VI. LA ROUMANIE : UN LOURD HÉRITAGE

A. UN AUDIOVISUEL ANÉMIÉ MAIS EN VOIE DE RÉNOVATION

1. Un système de régulation moderne mais difficile à appliquer

Le Conseil national de l'audiovisuel (CNA) a été créé par la loi du 21 mai 1992.

Il comprend onze membres nommés par :

- le président de la République (deux membres) ;

- le Sénat (trois membres ) ;

- la Chambre des députés (trois membres) ;

- le Gouvernement (trois membres qui doivent être respectivement professionnels des télécommunications, de la radio et de la télévision).

La durée du mandat est de quatre ans sans précision légale sur la reconduction. La révocation par l'autorité de nomination est possible en cas de non respect de la loi audiovisuelle ou de condamnation pénale. Le président est élu par ses pairs pour un mandat non renouvelable.

Le CNA exerce ses attributions sous le contrôle du seul Parlement auquel il présente un rapport annuel d'activité.

a) Des compétences étendues

Il est le garant de la liberté d'expression et d'opinion et doit veiller à éviter le retour de la censure.

Il dispose d'un pouvoir consultatif à l'égard des autorités publiques, sans bénéficier de l'initiative législative.

Il exerce une activité réglementaire en établissant des normes dans des domaines précis, énumérés par la loi :

- la publicité et le parrainage ;

- le droit de réplique ;

- l'expression des minorités ;

- le pluralisme et l'objectivité de l'information, notamment en matière de campagnes électorales,

- la promotion de la culture nationale et le respect des obligations de production (40 % de diffusion de programmes roumains sont exigés des diffuseurs) ;

- la déontologie et la protection de l'enfance et de l'adolescence.

Le CNA délivre les licences d'émission aux diffuseurs, après qu'une autorisation technique préalable a été donnée par le ministère des Télécommunications.

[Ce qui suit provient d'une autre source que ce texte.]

//! User preferences, read once at startup from a TOML file.
//!
//! Location: `$N_MARK_CONFIG` if set, otherwise
//! `<config dir>/n-mark/config.toml` (`~/.config/n-mark/config.toml` on
//! Linux). Every key is optional:
//!
//! ```toml
//! tab_size = 4
//! word_wrap = 80
//! show_line_numbers = false
//! cursor_blink_ms = 500     # 0 disables blinking
//! backup = true
//! max_file_size = 10485760
//! ```
//!
//! A missing file is normal and silent. A file that can't be read or parsed
//! is logged and replaced by the defaults; it never stops the editor.

use std::fs;
use std::io;
use std::path::{Path, PathBuf};
use std::time::Duration;

use serde::{Deserialize, Serialize};
use tracing::{debug, warn};

use crate::file::{DEFAULT_MAX_BYTES, LoadLimits};

/// Environment variable that overrides the config file location.
pub const CONFIG_ENV: &str = "N_MARK_CONFIG";

#[derive(Debug, Clone, PartialEq, Eq, Serialize, Deserialize)]
#[serde(default)]
pub struct Config {
    /// Cells per tab stop in the editor view.
    pub tab_size: u8,
    /// Wrap column of the rendered preview.
    pub word_wrap: u16,
    pub show_line_numbers: bool,
    /// Cursor blink half-period in milliseconds; 0 keeps the cursor solid.
    pub cursor_blink_ms: u64,
    /// Copy the previous file to `<path>.bak` before overwriting it.
    pub backup: bool,
    /// Files larger than this many bytes are refused.
    pub max_file_size: u64,
}

impl Default for Config {
    fn default() -> Self {
        Self {
            tab_size: 4,
            word_wrap: 80,
            show_line_numbers: false,
            cursor_blink_ms: 500,
            backup: true,
            max_file_size: DEFAULT_MAX_BYTES,
        }
    }
}

impl Config {
    /// Load from the standard location, falling back to defaults.
    #[must_use]
    pub fn load() -> Self {
        Self::config_path().map_or_else(Self::default, |path| Self::load_from(&path))
    }

    /// Load from `path`, falling back to defaults.
    #[must_use]
    pub fn load_from(path: &Path) -> Self {
        let text = match fs::read_to_string(path) {
            Ok(text) => text,
            Err(err) if err.kind() == io::ErrorKind::NotFound => {
                debug!(path = %path.display(), "no config file, using defaults");
                return Self::default();
            }
            Err(err) => {
                warn!(path = %path.display(), error = %err, "cannot read config, using defaults");
                return Self::default();
            }
        };
        match Self::from_toml_str(&text) {
            Ok(config) => {
                debug!(path = %path.display(), ?config, "loaded config");
                config
            }
            Err(err) => {
                warn!(path = %path.display(), error = %err, "invalid config, using defaults");
                Self::default()
            }
        }
    }

    /// Parse a config document. Missing keys take their defaults.
    ///
    /// # Errors
    ///
    /// Returns the TOML error for malformed input or mistyped values.
    pub fn from_toml_str(text: &str) -> Result<Self, toml::de::Error> {
        toml::from_str(text)
    }

    /// Where [`load`](Self::load) looks.
    #[must_use]
    pub fn config_path() -> Option<PathBuf> {
        if let Some(path) = std::env::var_os(CONFIG_ENV) {
            return Some(PathBuf::from(path));
        }
        dirs::config_dir().map(|d| d.join("n-mark").join("config.toml"))
    }

    /// The blink half-period, or `None` when blinking is off.
    #[must_use]
    pub const fn blink_interval(&self) -> Option<Duration> {
        if self.cursor_blink_ms == 0 {
            None
        } else {
            Some(Duration::from_millis(self.cursor_blink_ms))
        }
    }

    #[must_use]
    pub const fn load_limits(&self) -> LoadLimits {
        LoadLimits::with_max_bytes(self.max_file_size)
    }
}

#[cfg(test)]
mod tests {
    use super::*;
    use pretty_assertions::assert_eq;

    #[test]
    fn empty_document_is_default() {
        assert_eq!(Config::from_toml_str("").unwrap(), Config::default());
    }

    #[test]
    fn partial_document_keeps_other_defaults() {
        let c = Config::from_toml_str("word_wrap = 100\nbackup = false\n").unwrap();
        assert_eq!(c.word_wrap, 100);
        assert!(!c.backup);
        assert_eq!(c.tab_size, 4);
        assert_eq!(c.cursor_blink_ms, 500);
    }

    #[test]
    fn wrong_type_is_an_error() {
        assert!(Config::from_toml_str("tab_size = \"wide\"").is_err());
        assert!(Config::from_toml_str("this is not toml").is_err());
    }

    #[test]
    fn blink_zero_disables() {
        let mut c = Config::default();
        assert_eq!(c.blink_interval(), Some(Duration::from_millis(500)));
        c.cursor_blink_ms = 0;
        assert_eq!(c.blink_interval(), None);
    }

    #[test]
    fn limits_follow_max_file_size() {
        let c = Config::from_toml_str("max_file_size = 1024").unwrap();
        assert_eq!(c.load_limits().max_bytes, 1024);
    }

    #[test]
    fn missing_file_gives_defaults() {
        let dir = tempfile::tempdir().unwrap();
        assert_eq!(Config::load_from(&dir.path().join("nope.toml")), Config::default());
    }

    #[test]
    fn broken_file_gives_defaults() {
        let dir = tempfile::tempdir().unwrap();
        let path = dir.path().join("config.toml");
        fs::write(&path, "tab_size = [").unwrap();
        assert_eq!(Config::load_from(&path), Config::default());
    }

    #[test]
    fn file_values_are_read() {
        let dir = tempfile::tempdir().unwrap();
        let path = dir.path().join("config.toml");
        fs::write(&path, "show_line_numbers = true\ncursor_blink_ms = 250\n").unwrap();
        let c = Config::load_from(&path);
        assert!(c.show_line_numbers);
        assert_eq!(c.cursor_blink_ms, 250);
    }

    #[test]
    fn defaults_round_trip_through_toml() {
        let text = toml::to_string(&Config::default()).unwrap();
        assert_eq!(Config::from_toml_str(&text).unwrap(), Config::default());
    }
}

Les critères d'attribution sont légalement énumérés : diversité des opinions, égalité de traitement, diversité des programmes, protection de la culture et de la production nationale, impartialité et liberté d'expression.

Ont été adoptées par le CNA des conditions de participation strictes assurant l'existence d'un véritable concours entre les candidats et une procédure permettant la transparence des débats.

Le CNA établit et publie chaque année les bilans des sociétés de télévision publiques et privées ainsi que des radios publiques.

b) Des pouvoirs de sanction

Pour mener à bien sa mission de régulation et pour faire appliquer la loi sur l'audiovisuel, les normes qu'il fixe ainsi que les obligations contenues dans les licences d'émissions, le CNA peut :

- adresser des sommations aux radios et télévisions privées :

- adresser des observations au conseil d'administration de la société concernée, en désignant en qualité de rapporteur un membre du CNA qui fixe, avec les organes compétents de la société, les mesures nécessaires pour faire cesser le non respect des obligations légales ou conventionnelles, ces mesures sont rendues publiques ;

- décider d'infliger une sanction administrative, soit pour non-respect des obligations, soit pour non-conformité aux mesures préconisées dans la sommation publique

Les mesures ainsi décidées peuvent être :

- une amende comprise entre 2 % et 5 % du chiffre d'affaires ;

- la suspension provisoire de la licence pour une période de un à trois mois ;

- la réduction de la durée de la licence pour une période qui ne peut dépasser la moitié de la durée totale de la licence ;

- le retrait de l'autorisation.

Ces sanctions sont susceptibles de recours devant les tribunaux administratifs.

Le CNA dispose d'un pouvoir de saisine des instances pénales, avec la possibilité d'ordonner provisoirement la suspension de la licence en cas d'émissions pirates ou diffusées pendant une période de suspension ou en méconnaissance des contraintes techniques, telles que la puissance de l'émetteur.

Une dizaine d'avertissements ont été adressés aux chaînes depuis la création de l'instance jusqu'au printemps 1994.

La loi du 21 mai 1992 précise que le ministère des Télécommunications dispose des mêmes pouvoirs de sanction que le CNA à l'égard des diffuseurs, en cas de non-respect des obligations techniques prescrites dans l'autorisation technique délivrée obligatoirement à tout détenteur de licence.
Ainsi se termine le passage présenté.